* _Task to complete_
The answer must be a single number: how many lines in the entries hold the string "results".

* _Supplied records_
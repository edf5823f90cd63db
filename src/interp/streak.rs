//! Streak derivation from day closures.
//!
//! `streaks` is derived interpretation, never an editable record: the
//! only writer is this consumer.

use crate::core::broker::DbBroker;
use crate::core::error::TidelogError;
use crate::interp::InterpContext;
use crate::interp::bus::{ConsumerOutcome, FactConsumer};
use crate::interp::fact::{Fact, FactKind};
use crate::interp::ledger;
use crate::plugins::plan::{self, EntryStatus};
use rusqlite::{Connection, OptionalExtension, params};
use serde::{Deserialize, Serialize};

pub const CONSUMER_NAME: &str = "STREAK";

#[derive(Serialize, Deserialize, Debug, Clone)]
pub struct StreakState {
    pub user_id: String,
    pub current_streak: i64,
    pub updated_at: String,
}

pub struct StreakConsumer;

impl FactConsumer for StreakConsumer {
    fn name(&self) -> &'static str {
        CONSUMER_NAME
    }

    fn apply(&self, cx: &InterpContext, fact: &Fact) -> Result<ConsumerOutcome, TidelogError> {
        let FactKind::DayClosed { day } = fact.kind else {
            return Ok(ConsumerOutcome::NotApplicable);
        };

        let broker = DbBroker::new(&cx.store.root);
        broker.with_conn(
            &cx.store.db_path(),
            &cx.config.actor,
            "interp.streak.update",
            |conn| {
                if ledger::has_processed(conn, &fact.fact_id, CONSUMER_NAME)? {
                    return Ok(ConsumerOutcome::AlreadyProcessed);
                }
                let p = plan::load_plan(conn, &fact.user_id, day)?.ok_or_else(|| {
                    TidelogError::NotFound(format!("daily plan for {} on {}", fact.user_id, day))
                })?;

                let total = p.entries.len();
                let completed = p
                    .entries
                    .iter()
                    .filter(|e| e.status == EntryStatus::Completed)
                    .count();

                // An empty plan does not keep a streak alive: zero planned
                // entries resets, the same as a missed day.
                let next = if total > 0 && completed == total {
                    current_streak(conn, &fact.user_id)? + 1
                } else {
                    0
                };

                let at = cx.clock.stamp();
                conn.execute(
                    "INSERT INTO streaks(user_id, current_streak, updated_at)
                     VALUES(?1, ?2, ?3)
                     ON CONFLICT(user_id) DO UPDATE SET
                         current_streak = excluded.current_streak,
                         updated_at = excluded.updated_at",
                    params![fact.user_id, next, at],
                )?;
                ledger::mark_processed(conn, &fact.fact_id, CONSUMER_NAME, &at)?;
                Ok(ConsumerOutcome::Applied)
            },
        )
    }
}

pub fn get_streak(conn: &Connection, user_id: &str) -> Result<Option<StreakState>, TidelogError> {
    let state = conn
        .query_row(
            "SELECT user_id, current_streak, updated_at FROM streaks WHERE user_id = ?1",
            [user_id],
            |row| {
                Ok(StreakState {
                    user_id: row.get(0)?,
                    current_streak: row.get(1)?,
                    updated_at: row.get(2)?,
                })
            },
        )
        .optional()?;
    Ok(state)
}

/// A user with no streak row has a streak of zero.
pub fn current_streak(conn: &Connection, user_id: &str) -> Result<i64, TidelogError> {
    Ok(get_streak(conn, user_id)?.map(|s| s.current_streak).unwrap_or(0))
}
#[derive(Subcommand, Debug)]
enum Command {
    /// Bootstrap a tidelog workspace
    #[clap(name = "init")]
    Init(InitCli),

    /// Manage users
    #[clap(name = "user", visible_alias = "u")]
    User(UserCli),

    /// Manage goals and key results
    #[clap(name = "goal", visible_alias = "g")]
    Goal(GoalCli),

    /// Track tasks
    #[clap(name = "task", visible_alias = "t")]
    Task(TaskCli),

    /// Daily execution plans
    #[clap(name = "plan", visible_alias = "p")]
    Plan(PlanCli),

    /// Show a user's current streak
    #[clap(name = "streak")]
    Streak {
        #[clap(long)]
        user: String,
    },

    /// Show the audit log
    #[clap(name = "audit")]
    Audit {
        #[clap(long)]
        user: Option<String>,
        #[clap(long, default_value = "50")]
        limit: usize,
    },

    /// Show version information
    #[clap(name = "version")]
    Version,
}

#[derive(clap::Args, Debug)]
struct InitCli {
    /// Directory to initialize (defaults to current working directory).
    #[clap(short, long)]
    dir: Option<PathBuf>,
}

#[derive(clap::Args, Debug)]
struct UserCli {
    #[clap(subcommand)]
    command: UserCommand,
}

#[derive(Subcommand, Debug)]
enum UserCommand {
    /// Add a new user
    Add {
        #[clap(value_name = "NAME")]
        name: String,
    },
    /// List users
    List,
}

#[derive(clap::Args, Debug)]
struct GoalCli {
    #[clap(subcommand)]
    command: GoalCommand,
}

#[derive(Subcommand, Debug)]
enum GoalCommand {
    /// Add a new goal
    Add {
        #[clap(value_name = "TITLE")]
        title: String,
        #[clap(long)]
        user: String,
        #[clap(long, value_enum)]
        horizon: Horizon,
        #[clap(long, value_parser = time::parse_day)]
        start: NaiveDate,
        #[clap(long, value_parser = time::parse_day)]
        end: NaiveDate,
    },
    /// Add a key result to a goal
    KrAdd {
        #[clap(value_name = "TITLE")]
        title: String,
        #[clap(long)]
        goal: String,
        #[clap(long, value_enum)]
        kind: KeyResultKind,
        #[clap(long, default_value = "0")]
        start_value: f64,
        #[clap(long)]
        target_value: f64,
        #[clap(long, default_value = "1")]
        weight: f64,
    },
    /// Edit a key result's declared fields (never its current value)
    KrEdit {
        #[clap(long)]
        id: String,
        #[clap(long)]
        title: Option<String>,
        #[clap(long)]
        target_value: Option<f64>,
        #[clap(long)]
        weight: Option<f64>,
    },
    /// Manually complete a milestone key result
    KrComplete {
        #[clap(long)]
        id: String,
    },
    /// List a user's goals
    List {
        #[clap(long)]
        user: String,
    },
    /// Show one goal with key results, progress, and trend
    Get {
        #[clap(long)]
        id: String,
    },
    /// Change a goal's status
    Status {
        #[clap(long)]
        id: String,
        #[clap(long, value_enum)]
        status: GoalStatus,
    },
    /// Show a goal's snapshot history (most recent first)
    Snapshots {
        #[clap(long)]
        id: String,
    },
}

#[derive(clap::Args, Debug)]
struct TaskCli {
    #[clap(subcommand)]
    command: TaskCommand,
}

#[derive(Subcommand, Debug)]
enum TaskCommand {
    /// Add a new task
    Add {
        #[clap(value_name = "TITLE")]
        title: String,
        #[clap(long)]
        user: String,
        #[clap(long)]
        goal: Option<String>,
        #[clap(long)]
        kr: Option<String>,
        #[clap(long, default_value = "0")]
        contribution: f64,
    },
    /// Mark a task completed (single-shot)
    Complete {
        #[clap(long)]
        id: String,
    },
    /// List a user's tasks
    List {
        #[clap(long)]
        user: String,
        #[clap(long, value_enum)]
        status: Option<TaskStatus>,
    },
}

#[derive(clap::Args, Debug)]
struct PlanCli {
    #[clap(subcommand)]
    command: PlanCommand,
}
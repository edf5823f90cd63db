use rusqlite;
use std::io;
use thiserror::Error;

#[derive(Error, Debug)]
pub enum TidelogError {
    #[error("SQLite error: {0}")]
    RusqliteError(#[from] rusqlite::Error),
    #[error("I/O error: {0}")]
    IoError(#[from] io::Error),
    #[error("Config error: {0}")]
    ConfigError(String),
    #[error("Validation error: {0}")]
    ValidationError(String),
    #[error("Not found: {0}")]
    NotFound(String),
    #[error("Ownership violation: {0}")]
    Authorization(String),
    #[error("Domain violation: {0}")]
    DomainViolation(String),
}

impl TidelogError {
    /// Stable label used when a delivery failure is reported back to the
    /// publishing collaborator. Not-found and domain violations must stay
    /// distinguishable from generic failures downstream.
    pub fn label(&self) -> &'static str {
        match self {
            TidelogError::RusqliteError(_) => "sqlite",
            TidelogError::IoError(_) => "io",
            TidelogError::ConfigError(_) => "config",
            TidelogError::ValidationError(_) => "validation",
            TidelogError::NotFound(_) => "not_found",
            TidelogError::Authorization(_) => "authorization",
            TidelogError::DomainViolation(_) => "domain_violation",
        }
    }
}
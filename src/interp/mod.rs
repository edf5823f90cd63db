//! The interpretation core: immutable facts in, derived meaning out.
//!
//! Collaborators mutate intent (goals, tasks, plans) and then publish a
//! fact; the bus fans it out to consumers that derive goal progress,
//! streaks, snapshots, and the audit trail. Consumers are idempotent per
//! fact via the processing-receipt ledger, so redelivery is always safe.

pub mod audit;
pub mod bus;
pub mod evaluate;
pub mod fact;
pub mod ledger;
pub mod snapshot;
pub mod streak;

use crate::core::config::Config;
use crate::core::store::Store;
use crate::core::time::Clock;

/// Everything a consumer needs to act on a fact: the state store, the
/// fixed-zone clock, and project configuration.
#[derive(Debug, Clone)]
pub struct InterpContext {
    pub store: Store,
    pub clock: Clock,
    pub config: Config,
}

impl InterpContext {
    pub fn new(store: Store, clock: Clock, config: Config) -> Self {
        Self {
            store,
            clock,
            config,
        }
    }
}
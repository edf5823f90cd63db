//! Idempotency ledger: which consumer has already processed which fact.
//!
//! A receipt's absence is the only permission to act; its presence is a
//! permanent skip signal. The `(fact_id, consumer)` primary key plus
//! `INSERT OR IGNORE` make marking atomic, so redelivery races degrade to
//! benign no-ops instead of errors.

use crate::core::error::TidelogError;
use rusqlite::{Connection, OptionalExtension, params};
use serde::{Deserialize, Serialize};

#[derive(Serialize, Deserialize, Debug, Clone)]
pub struct ProcessingReceipt {
    pub fact_id: String,
    pub consumer: String,
    pub processed_at: String,
}

pub fn has_processed(
    conn: &Connection,
    fact_id: &str,
    consumer: &str,
) -> Result<bool, TidelogError> {
    let found: Option<String> = conn
        .query_row(
            "SELECT processed_at FROM processing_receipts WHERE fact_id = ?1 AND consumer = ?2",
            params![fact_id, consumer],
            |row| row.get(0),
        )
        .optional()?;
    Ok(found.is_some())
}

/// Record that `consumer` has finished acting on `fact_id`.
///
/// Returns whether the receipt was newly written; a duplicate mark is a
/// no-op, never an error.
pub fn mark_processed(
    conn: &Connection,
    fact_id: &str,
    consumer: &str,
    at: &str,
) -> Result<bool, TidelogError> {
    let inserted = conn.execute(
        "INSERT OR IGNORE INTO processing_receipts(fact_id, consumer, processed_at)
         VALUES(?1, ?2, ?3)",
        params![fact_id, consumer, at],
    )?;
    Ok(inserted > 0)
}

pub fn receipts_for_fact(
    conn: &Connection,
    fact_id: &str,
) -> Result<Vec<ProcessingReceipt>, TidelogError> {
    let mut stmt = conn.prepare(
        "SELECT fact_id, consumer, processed_at FROM processing_receipts
         WHERE fact_id = ?1 ORDER BY consumer",
    )?;
    let rows = stmt.query_map([fact_id], |row| {
        Ok(ProcessingReceipt {
            fact_id: row.get(0)?,
            consumer: row.get(1)?,
            processed_at: row.get(2)?,
        })
    })?;
    let mut receipts = Vec::new();
    for row in rows {
        receipts.push(row?);
    }
    Ok(receipts)
}
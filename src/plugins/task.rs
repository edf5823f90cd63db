use crate::core::broker::DbBroker;
use crate::core::error::TidelogError;
use crate::interp::InterpContext;
use crate::interp::bus::{PublishReport, publish_fact};
use crate::interp::fact::{Fact, FactKind};
use crate::plugins::{goal, user};
use clap::ValueEnum;
use rusqlite::{Connection, OptionalExtension, params, types::ToSql};
use serde::{Deserialize, Serialize};
use ulid::Ulid;

#[derive(Copy, Clone, Debug, Eq, PartialEq, Serialize, Deserialize, ValueEnum)]
#[serde(rename_all = "SCREAMING_SNAKE_CASE")]
pub enum TaskStatus {
    Open,
    Completed,
}

impl TaskStatus {
    pub fn as_str(&self) -> &'static str {
        match self {
            TaskStatus::Open => "OPEN",
            TaskStatus::Completed => "COMPLETED",
        }
    }

    pub fn parse(s: &str) -> Result<Self, TidelogError> {
        match s {
            "OPEN" => Ok(TaskStatus::Open),
            "COMPLETED" => Ok(TaskStatus::Completed),
            _ => Err(TidelogError::ValidationError(format!(
                "unknown task status: {}",
                s
            ))),
        }
    }
}

#[derive(Serialize, Deserialize, Debug, Clone)]
pub struct Task {
    pub id: String,
    pub user_id: String,
    pub title: String,
    pub goal_id: Option<String>,
    pub key_result_id: Option<String>,
    pub contribution: f64,
    pub status: TaskStatus,
    pub created_at: String,
    pub completed_at: Option<String>,
}

const TASK_COLUMNS: &str =
    "id, user_id, title, goal_id, key_result_id, contribution, status, created_at, completed_at";

type TaskRow = (
    String,
    String,
    String,
    Option<String>,
    Option<String>,
    f64,
    String,
    String,
    Option<String>,
);

fn task_from_row(row: TaskRow) -> Result<Task, TidelogError> {
    let (id, user_id, title, goal_id, key_result_id, contribution, status, created_at, completed_at) =
        row;
    Ok(Task {
        id,
        user_id,
        title,
        goal_id,
        key_result_id,
        contribution,
        status: TaskStatus::parse(&status)?,
        created_at,
        completed_at,
    })
}

fn query_tasks(
    conn: &Connection,
    where_clause: &str,
    sql_params: &[&dyn ToSql],
) -> Result<Vec<Task>, TidelogError> {
    let query = format!(
        "SELECT {} FROM tasks WHERE {} ORDER BY created_at",
        TASK_COLUMNS, where_clause
    );
    let mut stmt = conn.prepare(&query)?;
    let rows = stmt.query_map(sql_params, |row| {
        Ok((
            row.get(0)?,
            row.get(1)?,
            row.get(2)?,
            row.get(3)?,
            row.get(4)?,
            row.get(5)?,
            row.get(6)?,
            row.get(7)?,
            row.get(8)?,
        ))
    })?;
    let mut tasks = Vec::new();
    for row in rows {
        tasks.push(task_from_row(row?)?);
    }
    Ok(tasks)
}

pub fn get_task(conn: &Connection, task_id: &str) -> Result<Option<Task>, TidelogError> {
    Ok(query_tasks(conn, "id = ?1", &[&task_id])?.into_iter().next())
}

pub fn require_task(conn: &Connection, task_id: &str) -> Result<Task, TidelogError> {
    get_task(conn, task_id)?.ok_or_else(|| TidelogError::NotFound(format!("task {}", task_id)))
}

pub fn add_task(
    cx: &InterpContext,
    user_id: &str,
    title: &str,
    goal_id: Option<&str>,
    key_result_id: Option<&str>,
    contribution: f64,
) -> Result<(Task, PublishReport), TidelogError> {
    let id = format!("T_{}", Ulid::new());
    let at = cx.clock.stamp();
    let broker = DbBroker::new(&cx.store.root);
    let task = broker.with_conn(&cx.store.db_path(), &cx.config.actor, "task.add", |conn| {
        user::require_user(conn, user_id)?;

        // A task may name a key result directly; the goal link follows
        // from it and must not contradict an explicit --goal.
        let mut resolved_goal = goal_id.map(|g| g.to_string());
        if let Some(kr_id) = key_result_id {
            let kr = goal::get_key_result(conn, kr_id)?
                .ok_or_else(|| TidelogError::NotFound(format!("key result {}", kr_id)))?;
            match &resolved_goal {
                Some(g) if *g != kr.goal_id => {
                    return Err(TidelogError::ValidationError(format!(
                        "key result {} belongs to goal {}, not {}",
                        kr_id, kr.goal_id, g
                    )));
                }
                _ => resolved_goal = Some(kr.goal_id.clone()),
            }
        }
        if let Some(g) = &resolved_goal {
            goal::require_goal(conn, g)?;
        }

        conn.execute(
            "INSERT INTO tasks(id, user_id, title, goal_id, key_result_id, contribution,
                               status, created_at)
             VALUES(?1, ?2, ?3, ?4, ?5, ?6, 'OPEN', ?7)",
            params![id, user_id, title, resolved_goal, key_result_id, contribution, at],
        )?;
        require_task(conn, &id)
    })?;

    let fact = Fact::new(
        user_id,
        &cx.clock,
        FactKind::TaskCreated {
            task_id: task.id.clone(),
        },
    );
    let report = publish_fact(cx, &fact);
    Ok((task, report))
}

/// Mark a task completed and publish the completion fact.
///
/// Completions are single-shot: a second attempt is rejected rather than
/// republished, so an accumulative contribution can never be counted
/// twice from this path.
pub fn complete_task(
    cx: &InterpContext,
    task_id: &str,
) -> Result<(Task, PublishReport), TidelogError> {
    let broker = DbBroker::new(&cx.store.root);
    let task = broker.with_conn(&cx.store.db_path(), &cx.config.actor, "task.complete", |conn| {
        let task = require_task(conn, task_id)?;
        if task.status == TaskStatus::Completed {
            return Err(TidelogError::ValidationError(format!(
                "task {} is already completed",
                task_id
            )));
        }
        conn.execute(
            "UPDATE tasks SET status = 'COMPLETED', completed_at = ?1 WHERE id = ?2",
            params![cx.clock.stamp(), task_id],
        )?;
        require_task(conn, task_id)
    })?;

    let fact = Fact::new(
        &task.user_id,
        &cx.clock,
        FactKind::TaskCompleted {
            task_id: task.id.clone(),
            goal_id: task.goal_id.clone(),
            key_result_id: task.key_result_id.clone(),
            contribution: task.contribution,
        },
    );
    let report = publish_fact(cx, &fact);
    Ok((task, report))
}

pub fn list_tasks(
    cx: &InterpContext,
    user_id: &str,
    status: Option<TaskStatus>,
) -> Result<Vec<Task>, TidelogError> {
    let broker = DbBroker::new(&cx.store.root);
    broker.with_conn(&cx.store.db_path(), &cx.config.actor, "task.list", |conn| {
        user::require_user(conn, user_id)?;
        match status {
            Some(s) => query_tasks(conn, "user_id = ?1 AND status = ?2", &[&user_id, &s.as_str()]),
            None => query_tasks(conn, "user_id = ?1", &[&user_id]),
        }
    })
}
//! In-process fact bus: synchronous fan-out with per-consumer isolation.

use crate::core::error::TidelogError;
use crate::interp::InterpContext;
use crate::interp::audit::AuditConsumer;
use crate::interp::evaluate::GoalConsumer;
use crate::interp::fact::Fact;
use crate::interp::snapshot::SnapshotConsumer;
use crate::interp::streak::StreakConsumer;
use colored::Colorize;
use serde::Serialize;

/// What one consumer did with one fact.
#[derive(Debug, Clone, PartialEq, Eq, Serialize)]
pub enum ConsumerOutcome {
    /// Domain work performed and receipt written.
    Applied,
    /// Receipt already present; no side effects.
    AlreadyProcessed,
    /// Fact kind is not one this consumer reacts to.
    NotApplicable,
}

/// A component that reacts to facts to update derived state.
///
/// The name is the consumer's stable identity in the idempotency ledger:
/// renaming a consumer makes it reprocess history, so treat names as
/// permanent.
pub trait FactConsumer {
    fn name(&self) -> &'static str;
    fn apply(&self, cx: &InterpContext, fact: &Fact) -> Result<ConsumerOutcome, TidelogError>;
}

#[derive(Debug, Clone, PartialEq, Serialize)]
pub enum DeliveryStatus {
    Applied,
    AlreadyProcessed,
    NotApplicable,
    Failed { kind: String, message: String },
}

#[derive(Debug, Clone, Serialize)]
pub struct Delivery {
    pub consumer: &'static str,
    pub status: DeliveryStatus,
}

/// Per-consumer outcomes of a single publish call.
///
/// The bus never decides whether a failed delivery is fatal; the
/// publishing collaborator reads the report and makes that call.
#[derive(Debug, Clone, Serialize)]
pub struct PublishReport {
    pub fact_id: String,
    pub deliveries: Vec<Delivery>,
}

impl PublishReport {
    pub fn failures(&self) -> Vec<&Delivery> {
        self.deliveries
            .iter()
            .filter(|d| matches!(d.status, DeliveryStatus::Failed { .. }))
            .collect()
    }

    pub fn has_failures(&self) -> bool {
        !self.failures().is_empty()
    }
}

pub struct FactBus {
    consumers: Vec<Box<dyn FactConsumer>>,
}

impl FactBus {
    pub fn new() -> Self {
        Self {
            consumers: Vec::new(),
        }
    }

    /// The full interpretation pipeline: goal evaluation, streaks,
    /// snapshots, audit.
    pub fn standard() -> Self {
        let mut bus = Self::new();
        bus.register(Box::new(GoalConsumer));
        bus.register(Box::new(StreakConsumer));
        bus.register(Box::new(SnapshotConsumer));
        bus.register(Box::new(AuditConsumer));
        bus
    }

    pub fn register(&mut self, consumer: Box<dyn FactConsumer>) {
        self.consumers.push(consumer);
    }

    /// Deliver `fact` to every registered consumer, one at a time, in
    /// registration order. Order is not semantically significant:
    /// consumers are order-independent and self-guard via the ledger.
    /// A consumer error is caught and reported; it never prevents the
    /// remaining consumers from running.
    pub fn publish(&self, cx: &InterpContext, fact: &Fact) -> PublishReport {
        let mut deliveries = Vec::with_capacity(self.consumers.len());
        for consumer in &self.consumers {
            let status = match consumer.apply(cx, fact) {
                Ok(ConsumerOutcome::Applied) => DeliveryStatus::Applied,
                Ok(ConsumerOutcome::AlreadyProcessed) => DeliveryStatus::AlreadyProcessed,
                Ok(ConsumerOutcome::NotApplicable) => DeliveryStatus::NotApplicable,
                Err(e) => {
                    eprintln!(
                        "{} consumer {} failed on fact {} ({}): {}",
                        "warning:".bright_yellow().bold(),
                        consumer.name(),
                        fact.fact_id,
                        fact.kind.label(),
                        e
                    );
                    DeliveryStatus::Failed {
                        kind: e.label().to_string(),
                        message: e.to_string(),
                    }
                }
            };
            deliveries.push(Delivery {
                consumer: consumer.name(),
                status,
            });
        }
        PublishReport {
            fact_id: fact.fact_id.clone(),
            deliveries,
        }
    }
}

impl Default for FactBus {
    fn default() -> Self {
        Self::new()
    }
}

/// Entry point used by collaborators after they commit a mutation.
pub fn publish_fact(cx: &InterpContext, fact: &Fact) -> PublishReport {
    FactBus::standard().publish(cx, fact)
}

* _The answer_
2